Provided information>
-.-.-

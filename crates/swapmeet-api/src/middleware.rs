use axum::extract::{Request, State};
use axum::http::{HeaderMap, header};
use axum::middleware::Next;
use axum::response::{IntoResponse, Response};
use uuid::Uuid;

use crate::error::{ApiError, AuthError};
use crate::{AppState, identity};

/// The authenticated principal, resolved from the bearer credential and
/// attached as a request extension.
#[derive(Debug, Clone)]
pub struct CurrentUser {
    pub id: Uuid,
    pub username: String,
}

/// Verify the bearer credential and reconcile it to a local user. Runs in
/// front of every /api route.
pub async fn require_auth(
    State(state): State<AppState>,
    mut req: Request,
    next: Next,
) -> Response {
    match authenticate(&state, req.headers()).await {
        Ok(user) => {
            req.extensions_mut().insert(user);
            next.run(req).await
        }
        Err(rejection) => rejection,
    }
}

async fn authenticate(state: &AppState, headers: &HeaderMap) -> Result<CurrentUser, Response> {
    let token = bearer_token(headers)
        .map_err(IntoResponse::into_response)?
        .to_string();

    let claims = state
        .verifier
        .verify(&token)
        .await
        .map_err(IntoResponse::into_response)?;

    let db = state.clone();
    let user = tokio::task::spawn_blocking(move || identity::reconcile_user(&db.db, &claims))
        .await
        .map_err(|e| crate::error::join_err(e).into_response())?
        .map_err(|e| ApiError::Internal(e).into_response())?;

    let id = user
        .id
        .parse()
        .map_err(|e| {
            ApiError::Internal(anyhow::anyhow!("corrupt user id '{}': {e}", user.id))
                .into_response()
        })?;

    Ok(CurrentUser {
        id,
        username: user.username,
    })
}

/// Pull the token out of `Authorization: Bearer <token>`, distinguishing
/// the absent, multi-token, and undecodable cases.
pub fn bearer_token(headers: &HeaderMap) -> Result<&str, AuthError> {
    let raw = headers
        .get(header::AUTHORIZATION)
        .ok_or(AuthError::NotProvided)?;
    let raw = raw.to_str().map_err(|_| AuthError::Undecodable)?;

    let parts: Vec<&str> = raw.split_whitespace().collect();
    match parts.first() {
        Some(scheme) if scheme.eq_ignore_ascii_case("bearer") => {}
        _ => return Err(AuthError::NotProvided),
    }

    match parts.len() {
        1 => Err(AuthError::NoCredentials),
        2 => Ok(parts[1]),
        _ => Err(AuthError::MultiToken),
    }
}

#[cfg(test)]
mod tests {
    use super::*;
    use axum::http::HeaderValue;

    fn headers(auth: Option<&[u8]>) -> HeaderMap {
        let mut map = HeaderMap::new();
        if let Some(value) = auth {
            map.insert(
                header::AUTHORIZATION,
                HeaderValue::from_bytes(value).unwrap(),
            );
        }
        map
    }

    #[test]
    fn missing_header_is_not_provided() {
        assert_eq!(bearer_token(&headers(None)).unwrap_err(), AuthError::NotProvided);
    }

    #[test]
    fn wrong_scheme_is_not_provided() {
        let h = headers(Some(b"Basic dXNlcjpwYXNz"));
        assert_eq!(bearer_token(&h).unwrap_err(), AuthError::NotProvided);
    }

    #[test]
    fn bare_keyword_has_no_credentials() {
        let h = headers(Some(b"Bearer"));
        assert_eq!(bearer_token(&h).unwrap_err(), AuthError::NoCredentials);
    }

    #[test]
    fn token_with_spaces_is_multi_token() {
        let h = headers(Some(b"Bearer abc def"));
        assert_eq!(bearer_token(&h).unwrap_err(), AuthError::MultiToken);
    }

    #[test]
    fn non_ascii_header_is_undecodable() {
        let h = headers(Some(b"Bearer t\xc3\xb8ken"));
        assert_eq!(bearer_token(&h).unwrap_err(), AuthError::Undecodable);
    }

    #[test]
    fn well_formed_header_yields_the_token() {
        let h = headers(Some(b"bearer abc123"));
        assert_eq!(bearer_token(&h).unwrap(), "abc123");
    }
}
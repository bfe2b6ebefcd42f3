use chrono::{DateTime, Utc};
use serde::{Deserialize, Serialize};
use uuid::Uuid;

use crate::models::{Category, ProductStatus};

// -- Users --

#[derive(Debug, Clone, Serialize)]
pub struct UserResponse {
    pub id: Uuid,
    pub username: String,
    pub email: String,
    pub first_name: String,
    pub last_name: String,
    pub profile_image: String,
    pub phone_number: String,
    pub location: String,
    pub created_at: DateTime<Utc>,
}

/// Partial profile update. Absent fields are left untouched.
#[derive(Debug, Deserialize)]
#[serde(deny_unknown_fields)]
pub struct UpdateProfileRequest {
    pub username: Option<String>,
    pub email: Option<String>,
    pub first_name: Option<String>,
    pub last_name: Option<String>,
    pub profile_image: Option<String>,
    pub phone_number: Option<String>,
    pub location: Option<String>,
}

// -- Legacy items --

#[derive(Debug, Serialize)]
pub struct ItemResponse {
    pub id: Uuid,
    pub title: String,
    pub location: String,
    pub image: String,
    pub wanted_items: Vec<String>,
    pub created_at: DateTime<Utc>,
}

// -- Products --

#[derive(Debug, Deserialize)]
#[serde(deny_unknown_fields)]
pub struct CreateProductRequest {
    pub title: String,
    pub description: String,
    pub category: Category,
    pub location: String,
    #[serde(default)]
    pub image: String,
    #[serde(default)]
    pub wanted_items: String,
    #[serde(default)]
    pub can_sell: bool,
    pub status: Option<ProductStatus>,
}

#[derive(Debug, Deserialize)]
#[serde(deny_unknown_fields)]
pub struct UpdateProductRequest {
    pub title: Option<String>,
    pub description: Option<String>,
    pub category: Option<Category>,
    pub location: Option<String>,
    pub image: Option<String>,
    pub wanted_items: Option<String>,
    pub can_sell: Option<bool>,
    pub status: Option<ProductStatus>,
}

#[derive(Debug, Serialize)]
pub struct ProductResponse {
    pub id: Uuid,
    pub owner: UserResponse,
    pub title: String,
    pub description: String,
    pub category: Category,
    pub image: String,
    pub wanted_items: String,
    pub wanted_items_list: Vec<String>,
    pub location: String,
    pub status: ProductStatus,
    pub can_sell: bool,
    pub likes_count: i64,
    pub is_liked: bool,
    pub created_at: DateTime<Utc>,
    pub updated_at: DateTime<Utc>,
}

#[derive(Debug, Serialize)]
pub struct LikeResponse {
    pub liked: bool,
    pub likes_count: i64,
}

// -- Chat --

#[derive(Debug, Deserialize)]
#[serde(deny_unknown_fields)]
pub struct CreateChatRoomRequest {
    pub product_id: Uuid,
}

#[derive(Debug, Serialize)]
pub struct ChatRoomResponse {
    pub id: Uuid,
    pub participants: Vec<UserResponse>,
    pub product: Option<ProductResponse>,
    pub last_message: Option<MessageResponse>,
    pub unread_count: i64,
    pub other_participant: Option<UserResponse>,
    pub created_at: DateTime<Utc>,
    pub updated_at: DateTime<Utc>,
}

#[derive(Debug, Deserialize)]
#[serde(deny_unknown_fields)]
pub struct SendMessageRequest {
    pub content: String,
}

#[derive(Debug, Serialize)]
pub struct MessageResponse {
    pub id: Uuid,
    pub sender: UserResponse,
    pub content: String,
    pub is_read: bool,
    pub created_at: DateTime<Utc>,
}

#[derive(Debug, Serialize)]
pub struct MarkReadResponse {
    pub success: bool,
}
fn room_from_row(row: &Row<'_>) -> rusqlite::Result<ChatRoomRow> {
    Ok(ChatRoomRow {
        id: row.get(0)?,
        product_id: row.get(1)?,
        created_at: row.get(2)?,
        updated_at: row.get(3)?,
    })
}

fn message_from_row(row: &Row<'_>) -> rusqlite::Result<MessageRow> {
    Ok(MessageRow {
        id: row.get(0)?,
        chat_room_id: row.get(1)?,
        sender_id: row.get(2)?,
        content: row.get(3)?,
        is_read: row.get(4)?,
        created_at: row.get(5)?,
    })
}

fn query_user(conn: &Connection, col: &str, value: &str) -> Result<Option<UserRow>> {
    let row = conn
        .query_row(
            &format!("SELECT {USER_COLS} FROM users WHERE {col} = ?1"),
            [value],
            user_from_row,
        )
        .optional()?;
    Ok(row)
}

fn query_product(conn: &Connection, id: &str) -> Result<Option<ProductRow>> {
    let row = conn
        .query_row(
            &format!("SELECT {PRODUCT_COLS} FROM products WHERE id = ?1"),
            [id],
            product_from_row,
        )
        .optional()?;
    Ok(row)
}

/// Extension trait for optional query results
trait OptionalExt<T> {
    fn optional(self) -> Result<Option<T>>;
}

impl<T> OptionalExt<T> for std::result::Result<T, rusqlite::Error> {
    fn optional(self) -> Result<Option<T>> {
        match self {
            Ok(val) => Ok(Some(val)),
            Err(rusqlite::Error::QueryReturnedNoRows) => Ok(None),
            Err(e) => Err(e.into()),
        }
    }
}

-.-.-

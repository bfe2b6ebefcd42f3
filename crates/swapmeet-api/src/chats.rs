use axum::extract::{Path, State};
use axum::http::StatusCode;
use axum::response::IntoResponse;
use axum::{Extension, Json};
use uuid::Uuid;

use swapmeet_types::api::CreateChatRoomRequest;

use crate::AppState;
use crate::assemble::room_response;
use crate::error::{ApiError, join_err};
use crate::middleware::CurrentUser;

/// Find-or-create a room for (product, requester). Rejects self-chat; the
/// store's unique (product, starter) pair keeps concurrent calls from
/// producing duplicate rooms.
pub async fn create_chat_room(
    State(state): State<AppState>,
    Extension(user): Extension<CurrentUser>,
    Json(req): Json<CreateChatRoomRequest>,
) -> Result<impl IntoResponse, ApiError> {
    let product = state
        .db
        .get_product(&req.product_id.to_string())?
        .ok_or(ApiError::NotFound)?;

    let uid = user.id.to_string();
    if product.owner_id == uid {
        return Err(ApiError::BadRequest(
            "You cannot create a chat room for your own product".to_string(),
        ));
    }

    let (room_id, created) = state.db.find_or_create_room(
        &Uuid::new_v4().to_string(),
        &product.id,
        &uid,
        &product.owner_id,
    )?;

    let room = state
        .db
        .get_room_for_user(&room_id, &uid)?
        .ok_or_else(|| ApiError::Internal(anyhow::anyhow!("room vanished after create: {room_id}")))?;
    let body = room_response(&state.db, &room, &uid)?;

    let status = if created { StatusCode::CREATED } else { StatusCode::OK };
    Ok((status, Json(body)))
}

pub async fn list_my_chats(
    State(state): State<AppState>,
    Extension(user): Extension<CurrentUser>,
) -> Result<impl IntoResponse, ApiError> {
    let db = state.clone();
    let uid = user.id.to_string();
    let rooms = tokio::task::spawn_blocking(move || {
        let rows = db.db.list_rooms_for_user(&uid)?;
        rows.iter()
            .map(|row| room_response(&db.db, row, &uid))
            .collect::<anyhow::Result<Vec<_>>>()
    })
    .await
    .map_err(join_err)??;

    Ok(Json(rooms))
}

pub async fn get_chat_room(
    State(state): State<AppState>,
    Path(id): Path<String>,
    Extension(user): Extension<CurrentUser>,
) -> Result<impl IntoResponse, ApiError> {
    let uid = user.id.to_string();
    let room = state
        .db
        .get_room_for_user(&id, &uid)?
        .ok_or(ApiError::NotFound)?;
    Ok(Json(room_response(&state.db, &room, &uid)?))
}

-.-.-

Your assignment>
Scan the material for the string "None". Copy each line where it appears.

Task answer>
        assert_eq!(bearer_token(&headers(None)).unwrap_err(), AuthError::NotProvided);
            Err(rusqlite::Error::QueryReturnedNoRows) => Ok(None),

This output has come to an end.